On June 8th, I argued a case of significant importance in the Appellant Division. Although I have not received a decision as of yet, I am still of the belief I was heard. The case involved an application from the supporting spouse to terminate alimony based on the cohabitation of his former spouse. Although I did not represent my client at the trial level I believe that my predecessor made the necessary arguments allowing me to present the important issues to the higher court. The Trial Judge had misread the recently decided, Landau decision, believing that the fact in Landau created a litmus test as to what constituted a Prima Facia case allowing discovery and a plenary hearing as to the issue of cohabitation. In fact, Landau provides that before one is entitled to discovery and a plenary hearing one must establish a prima facia case.
A prima facia case is one where the court is to consider the issues presented by the proponent of a proposition in the light most favorable to said, petitioner. In considering the assertions of the petitioner the defenses offered by the opposition are not to be given weight. Since the opposition is not required to give evidence, their election to give selected evidence is should not be considered as the issue is not ultimately a success on the merits but rather the sufficiency of the assertion to justify a full examination of the issue.
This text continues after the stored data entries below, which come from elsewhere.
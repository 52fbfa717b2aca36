//! Host-side copy of the CM108 GPIO output report.
//!
//! The codec never reports its GPIO direction or output configuration back
//! to the host, so every change is made against this cached frame and the
//! whole frame is written out afterwards.

use crate::consts::output;
use crate::gpio::{GpioDirection, GpioLevel, GpioPin};

/// The 5-byte HID output report last commanded by the host.
///
/// Layout: `[report id, mode/buzzer/SPDIF, output bits, direction bits, SPDIF category]`.
/// Only the output and direction bytes are ever modified; the others stay
/// zero, which selects GPIO mode with the buzzer off.
#[derive(Debug, Clone, Copy, PartialEq, Eq)]
pub struct ShadowRegister {
    frame: [u8; output::REPORT_SIZE],
}

impl ShadowRegister {
    /// Returns the power-on frame: all pins inputs, all outputs low.
    pub fn new() -> Self {
        let mut frame = [0u8; output::REPORT_SIZE];
        frame[output::BYTE_REPORT_ID] = output::REPORT_ID;
        Self { frame }
    }

    /// Sets or clears the direction bit for `pin`. Does not touch the output byte.
    pub fn apply_direction(&mut self, pin: GpioPin, direction: GpioDirection) {
        let byte = &mut self.frame[output::BYTE_DIRECTION];
        match direction {
            GpioDirection::Output => *byte |= pin.mask(),
            GpioDirection::Input => *byte &= !pin.mask(),
        }
    }

    /// Sets or clears the output driver bit for `pin`. Does not touch the direction byte.
    pub fn apply_output(&mut self, pin: GpioPin, level: GpioLevel) {
        let byte = &mut self.frame[output::BYTE_OUTPUT];
        match level {
            GpioLevel::High => *byte |= pin.mask(),
            GpioLevel::Low => *byte &= !pin.mask(),
        }
    }

    /// Returns the frame exactly as it is written to the device.
    #[inline]
    pub fn as_bytes(&self) -> &[u8; output::REPORT_SIZE] {
        &self.frame
    }

    #[inline]
    pub fn output_bits(&self) -> u8 {
        self.frame[output::BYTE_OUTPUT]
    }

    #[inline]
    pub fn direction_bits(&self) -> u8 {
        self.frame[output::BYTE_DIRECTION]
    }

    /// Last-commanded direction of `pin`.
    pub fn direction(&self, pin: GpioPin) -> GpioDirection {
        if self.direction_bits() & pin.mask() != 0 {
            GpioDirection::Output
        } else {
            GpioDirection::Input
        }
    }

    /// Last-commanded output level of `pin`. Meaningless while the pin is an input.
    pub fn output_level(&self, pin: GpioPin) -> GpioLevel {
        GpioLevel::from(self.output_bits() & pin.mask() != 0)
    }
}

impl Default for ShadowRegister {
    fn default() -> Self {
        Self::new()
    }
}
The idea of a prima facia case as an entry ticket is based on the privacy right of the dependent spouse who ought not to be forced to divulge intimate details absent the presentation of more than innuendo. In my case, there was significant proof including a private investigator’s report, statements by the paramour of the closeness of the relationship, and some economic proof. The initial problem was that the Trial Court had misread the law, this error of the law was compounded by the trial courts weighing the defenses of the dependent’s former spouse and finding her explanations more credible.
Rather than considering the facts in a light most favorable to the proponent and providing the proponent with the benefit of the doubt ( all reasonable inferences), the trial judge weighed the positions of both parties and made factual and credible findings. The Trial Court further took Judicial Notice ( assumed facts based on irrefutable common knowledge) facts that were not subject to Judicial Assumption. For example, Covid had ceased being an emergency by mid-June 2020 or that people in dating relationships frequently refer to their partner as their “spouse”. Rather than provide the applicant with the benefit of a doubt the Judge seemed to bend over backwards to find every contested assertion in favor of the dependent’s former spouse.
Proving a prima facia case is like swimming with an arm tied behind one’s back. It is doable but tricky and you are bound to not be as grateful. Since one is not entitled to discovery until they meet the threshold level of proof, the court is not permitted to consider the selected defenses offered by the opponent of the application. Lawyers say that the opponent can not use the lack of discovery as both a sword and a shield offering tidbits of information that are exculpatory while hiding behind the Judicial mandate that they need not engage in full disclosure until the threshold is met.
Unfortunately, too many Judges allow the prima facia mandate to act as a bar for applicants who seek the termination of their alimony. It is my belief that the case I just argued will inform the Bench and the Bar. Keep your eyes out for the decision in Temple V. Temple. Even if unreported it should have a powerful impact on the continuing discussion pertaining to alimony and one’s rights when looking to cease it.